- Opening Delimiter -

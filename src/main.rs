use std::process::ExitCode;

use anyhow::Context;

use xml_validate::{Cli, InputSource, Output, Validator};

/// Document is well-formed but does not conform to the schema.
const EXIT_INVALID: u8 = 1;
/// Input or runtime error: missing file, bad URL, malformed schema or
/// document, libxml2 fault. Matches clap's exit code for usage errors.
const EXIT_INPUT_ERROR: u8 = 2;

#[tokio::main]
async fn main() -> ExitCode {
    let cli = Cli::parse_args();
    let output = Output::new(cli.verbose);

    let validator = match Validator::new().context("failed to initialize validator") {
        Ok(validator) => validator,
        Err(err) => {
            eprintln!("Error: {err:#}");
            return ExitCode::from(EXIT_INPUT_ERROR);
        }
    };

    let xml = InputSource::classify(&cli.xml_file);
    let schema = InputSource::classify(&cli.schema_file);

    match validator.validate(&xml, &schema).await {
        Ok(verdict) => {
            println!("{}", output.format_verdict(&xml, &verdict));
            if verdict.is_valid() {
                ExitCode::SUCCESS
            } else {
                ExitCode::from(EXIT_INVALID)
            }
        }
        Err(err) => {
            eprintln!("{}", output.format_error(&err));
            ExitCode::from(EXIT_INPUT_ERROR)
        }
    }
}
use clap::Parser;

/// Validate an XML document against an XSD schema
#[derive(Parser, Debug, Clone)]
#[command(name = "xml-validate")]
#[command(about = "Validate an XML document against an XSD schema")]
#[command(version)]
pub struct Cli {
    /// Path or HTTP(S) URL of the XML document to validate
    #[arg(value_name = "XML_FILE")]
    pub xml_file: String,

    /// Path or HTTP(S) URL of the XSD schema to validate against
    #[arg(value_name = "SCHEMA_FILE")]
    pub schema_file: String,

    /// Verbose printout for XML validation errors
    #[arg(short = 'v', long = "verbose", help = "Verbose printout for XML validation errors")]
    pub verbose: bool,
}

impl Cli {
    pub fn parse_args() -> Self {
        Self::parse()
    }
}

- Closing Delimiter -
- Opening Delimiter -

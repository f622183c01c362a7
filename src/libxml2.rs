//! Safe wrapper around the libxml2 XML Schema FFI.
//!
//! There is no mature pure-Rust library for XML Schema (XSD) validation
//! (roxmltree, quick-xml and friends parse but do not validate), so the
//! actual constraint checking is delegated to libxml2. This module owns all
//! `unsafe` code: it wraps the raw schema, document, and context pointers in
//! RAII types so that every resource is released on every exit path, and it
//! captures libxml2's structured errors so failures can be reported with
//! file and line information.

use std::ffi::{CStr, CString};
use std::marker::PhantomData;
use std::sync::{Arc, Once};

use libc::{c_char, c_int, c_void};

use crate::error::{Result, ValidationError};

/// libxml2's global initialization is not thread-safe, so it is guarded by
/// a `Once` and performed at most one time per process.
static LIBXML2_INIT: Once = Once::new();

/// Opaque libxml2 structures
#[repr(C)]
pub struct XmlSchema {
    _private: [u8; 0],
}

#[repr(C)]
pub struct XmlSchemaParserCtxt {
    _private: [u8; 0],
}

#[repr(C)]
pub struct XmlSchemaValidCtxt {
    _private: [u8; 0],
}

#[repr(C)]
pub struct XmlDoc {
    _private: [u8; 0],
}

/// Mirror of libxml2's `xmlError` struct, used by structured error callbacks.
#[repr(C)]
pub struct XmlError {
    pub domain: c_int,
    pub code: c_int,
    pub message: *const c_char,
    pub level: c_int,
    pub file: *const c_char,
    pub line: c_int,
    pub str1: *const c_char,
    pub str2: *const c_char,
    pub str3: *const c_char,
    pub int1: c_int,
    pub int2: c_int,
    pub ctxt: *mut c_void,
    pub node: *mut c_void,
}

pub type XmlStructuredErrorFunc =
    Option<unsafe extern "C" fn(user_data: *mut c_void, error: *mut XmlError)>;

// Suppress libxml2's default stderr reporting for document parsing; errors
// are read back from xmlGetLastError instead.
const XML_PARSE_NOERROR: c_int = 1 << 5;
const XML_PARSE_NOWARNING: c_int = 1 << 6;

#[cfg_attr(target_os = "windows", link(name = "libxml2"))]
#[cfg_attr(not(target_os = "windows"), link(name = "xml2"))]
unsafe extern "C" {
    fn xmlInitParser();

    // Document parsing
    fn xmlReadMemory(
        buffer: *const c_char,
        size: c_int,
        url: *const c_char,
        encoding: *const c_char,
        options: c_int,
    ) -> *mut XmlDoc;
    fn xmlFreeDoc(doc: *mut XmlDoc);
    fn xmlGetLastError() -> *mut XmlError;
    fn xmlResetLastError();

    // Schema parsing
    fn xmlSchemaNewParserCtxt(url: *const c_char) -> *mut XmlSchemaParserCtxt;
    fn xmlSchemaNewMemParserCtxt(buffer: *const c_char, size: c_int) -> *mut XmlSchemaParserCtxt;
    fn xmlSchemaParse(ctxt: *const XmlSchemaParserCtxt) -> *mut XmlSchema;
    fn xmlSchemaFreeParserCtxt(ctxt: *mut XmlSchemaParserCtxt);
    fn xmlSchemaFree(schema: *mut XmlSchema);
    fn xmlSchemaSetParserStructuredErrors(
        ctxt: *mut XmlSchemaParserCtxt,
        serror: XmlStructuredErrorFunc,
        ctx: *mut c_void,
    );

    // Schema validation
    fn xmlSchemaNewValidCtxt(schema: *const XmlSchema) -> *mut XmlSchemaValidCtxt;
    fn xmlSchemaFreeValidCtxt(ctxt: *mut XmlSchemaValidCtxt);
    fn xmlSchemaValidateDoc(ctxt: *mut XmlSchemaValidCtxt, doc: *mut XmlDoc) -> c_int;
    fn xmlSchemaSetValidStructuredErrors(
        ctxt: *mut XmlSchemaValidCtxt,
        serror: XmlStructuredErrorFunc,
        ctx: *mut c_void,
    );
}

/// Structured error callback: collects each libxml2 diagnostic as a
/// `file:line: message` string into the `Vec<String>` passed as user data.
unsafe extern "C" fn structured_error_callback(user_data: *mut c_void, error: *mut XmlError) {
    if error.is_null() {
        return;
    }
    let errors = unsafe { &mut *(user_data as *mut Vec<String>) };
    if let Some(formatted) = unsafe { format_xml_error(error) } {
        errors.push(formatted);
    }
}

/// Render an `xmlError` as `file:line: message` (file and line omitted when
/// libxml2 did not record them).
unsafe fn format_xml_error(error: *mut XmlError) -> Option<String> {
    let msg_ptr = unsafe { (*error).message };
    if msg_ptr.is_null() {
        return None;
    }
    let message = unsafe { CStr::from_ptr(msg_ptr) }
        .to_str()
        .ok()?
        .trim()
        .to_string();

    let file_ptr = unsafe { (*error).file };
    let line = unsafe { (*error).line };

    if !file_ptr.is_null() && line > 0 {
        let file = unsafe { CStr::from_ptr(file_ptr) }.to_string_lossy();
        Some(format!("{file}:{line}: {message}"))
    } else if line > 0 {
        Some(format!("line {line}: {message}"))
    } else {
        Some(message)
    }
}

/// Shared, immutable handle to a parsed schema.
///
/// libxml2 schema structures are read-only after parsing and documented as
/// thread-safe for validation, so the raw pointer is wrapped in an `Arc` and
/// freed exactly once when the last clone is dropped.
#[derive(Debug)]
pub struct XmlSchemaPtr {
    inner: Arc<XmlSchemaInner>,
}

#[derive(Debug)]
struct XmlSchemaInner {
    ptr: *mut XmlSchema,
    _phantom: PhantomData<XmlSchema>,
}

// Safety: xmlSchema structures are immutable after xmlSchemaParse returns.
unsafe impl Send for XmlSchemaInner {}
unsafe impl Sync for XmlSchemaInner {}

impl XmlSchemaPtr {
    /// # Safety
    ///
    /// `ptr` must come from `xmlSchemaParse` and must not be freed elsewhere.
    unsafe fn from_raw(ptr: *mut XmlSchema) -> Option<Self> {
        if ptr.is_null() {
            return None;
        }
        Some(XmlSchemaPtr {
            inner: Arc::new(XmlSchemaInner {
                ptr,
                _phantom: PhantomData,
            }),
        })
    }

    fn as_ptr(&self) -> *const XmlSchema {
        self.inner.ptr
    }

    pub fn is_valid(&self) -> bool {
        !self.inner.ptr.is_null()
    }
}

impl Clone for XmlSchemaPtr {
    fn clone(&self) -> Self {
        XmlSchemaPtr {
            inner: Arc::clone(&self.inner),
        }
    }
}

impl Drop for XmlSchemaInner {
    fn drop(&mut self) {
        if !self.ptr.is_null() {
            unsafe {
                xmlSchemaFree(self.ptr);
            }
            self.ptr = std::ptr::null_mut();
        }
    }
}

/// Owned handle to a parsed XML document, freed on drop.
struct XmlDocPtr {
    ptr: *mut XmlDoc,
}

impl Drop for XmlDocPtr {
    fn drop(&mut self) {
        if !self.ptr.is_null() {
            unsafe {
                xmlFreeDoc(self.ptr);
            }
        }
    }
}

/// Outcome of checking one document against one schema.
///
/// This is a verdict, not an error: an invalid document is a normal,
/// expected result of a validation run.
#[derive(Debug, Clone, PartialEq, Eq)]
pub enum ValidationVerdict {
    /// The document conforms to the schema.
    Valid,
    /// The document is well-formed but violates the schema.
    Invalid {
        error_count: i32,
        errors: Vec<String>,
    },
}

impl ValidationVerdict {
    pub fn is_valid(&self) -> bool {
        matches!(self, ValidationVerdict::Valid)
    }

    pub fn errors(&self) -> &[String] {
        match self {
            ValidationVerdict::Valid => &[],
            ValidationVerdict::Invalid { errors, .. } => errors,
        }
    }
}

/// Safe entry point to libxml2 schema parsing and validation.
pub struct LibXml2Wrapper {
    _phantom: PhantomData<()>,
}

- Closing Delimiter -

_What you are asked to do_
All lines in the data above from the one with "filename src/main.rs" through the one with "const EXIT_INVALID: u8 = 1;" must be repeated exactly, and no others.

_Response to the task_
filename src/main.rs
use std::process::ExitCode;

use anyhow::Context;

use xml_validate::{Cli, InputSource, Output, Validator};

/// Document is well-formed but does not conform to the schema.
const EXIT_INVALID: u8 = 1;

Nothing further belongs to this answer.